ACTION ITEM: From the top of the entries below through the line containing "priority as a lowercase string.", return every line exactly as written, please, and stop there.

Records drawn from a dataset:
══════════════════════════════

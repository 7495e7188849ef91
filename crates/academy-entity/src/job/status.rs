//! Job status and priority enumerations.

use serde::{Deserialize, Serialize};
use std::fmt;

/// Status of a queued job.
#[derive(Debug, Clone, Copy, PartialEq, Eq, Hash, Serialize, Deserialize, sqlx::Type)]
#[sqlx(type_name = "job_status", rename_all = "lowercase")]
#[serde(rename_all = "lowercase")]
pub enum JobStatus {
    /// Waiting for a worker.
    Pending,
    /// Claimed by a worker.
    Running,
    /// Finished; `result` holds the sweep report.
    Completed,
    /// Gave up after the last attempt.
    Failed,
    /// Cancelled by an operator.
    Cancelled,
}

impl JobStatus {
    /// Whether the job will not run again.
    pub fn is_terminal(&self) -> bool {
        matches!(self, Self::Completed | Self::Failed | Self::Cancelled)
    }

    /// Return the status as a lowercase string.
    pub fn as_str(&self) -> &'static str {
        match self {
            Self::Pending => "pending",
            Self::Running => "running",
            Self::Completed => "completed",
            Self::Failed => "failed",
            Self::Cancelled => "cancelled",
        }
    }
}

impl fmt::Display for JobStatus {
    fn fmt(&self, f: &mut fmt::Formatter<'_>) -> fmt::Result {
        write!(f, "{}", self.as_str())
    }
}

/// Priority of a queued job; higher runs first.
#[derive(Debug, Clone, Copy, PartialEq, Eq, Hash, Serialize, Deserialize, sqlx::Type)]
#[sqlx(type_name = "job_priority", rename_all = "lowercase")]
#[serde(rename_all = "lowercase")]
pub enum JobPriority {
    /// Housekeeping.
    Low,
    /// Cron-triggered sweeps.
    Normal,
    /// Operator-triggered sweeps.
    High,
}

impl JobPriority {
    /// Return the priority as a lowercase string.
    pub fn as_str(&self) -> &'static str {
        match self {
            Self::Low => "low",
            Self::Normal => "normal",
            Self::High => "high",
        }
    }
}

impl fmt::Display for JobPriority {
    fn fmt(&self, f: &mut fmt::Formatter<'_>) -> fmt::Result {
        write!(f, "{}", self.as_str())
    }
}
//! Queued sweep jobs.

pub mod model;
pub mod payload;
pub mod status;

pub use model::{CreateJob, Job};
pub use payload::{JobPayload, SWEEP_QUEUE};
pub use status::{JobPriority, JobStatus};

══════════════════════════════

REPLY TO THE TASK:
repository 7495e7188849ef91
filename crates/academy-entity/src/job/status.rs
//! Job status and priority enumerations.

use serde::{Deserialize, Serialize};
use std::fmt;

/// Status of a queued job.
#[derive(Debug, Clone, Copy, PartialEq, Eq, Hash, Serialize, Deserialize, sqlx::Type)]
#[sqlx(type_name = "job_status", rename_all = "lowercase")]
#[serde(rename_all = "lowercase")]
pub enum JobStatus {
    /// Waiting for a worker.
    Pending,
    /// Claimed by a worker.
    Running,
    /// Finished; `result` holds the sweep report.
    Completed,
    /// Gave up after the last attempt.
    Failed,
    /// Cancelled by an operator.
    Cancelled,
}

impl JobStatus {
    /// Whether the job will not run again.
    pub fn is_terminal(&self) -> bool {
        matches!(self, Self::Completed | Self::Failed | Self::Cancelled)
    }

    /// Return the status as a lowercase string.
    pub fn as_str(&self) -> &'static str {
        match self {
            Self::Pending => "pending",
            Self::Running => "running",
            Self::Completed => "completed",
            Self::Failed => "failed",
            Self::Cancelled => "cancelled",
        }
    }
}

impl fmt::Display for JobStatus {
    fn fmt(&self, f: &mut fmt::Formatter<'_>) -> fmt::Result {
        write!(f, "{}", self.as_str())
    }
}

/// Priority of a queued job; higher runs first.
#[derive(Debug, Clone, Copy, PartialEq, Eq, Hash, Serialize, Deserialize, sqlx::Type)]
#[sqlx(type_name = "job_priority", rename_all = "lowercase")]
#[serde(rename_all = "lowercase")]
pub enum JobPriority {
    /// Housekeeping.
    Low,
    /// Cron-triggered sweeps.
    Normal,
    /// Operator-triggered sweeps.
    High,
}

impl JobPriority {
    /// Return the priority as a lowercase string.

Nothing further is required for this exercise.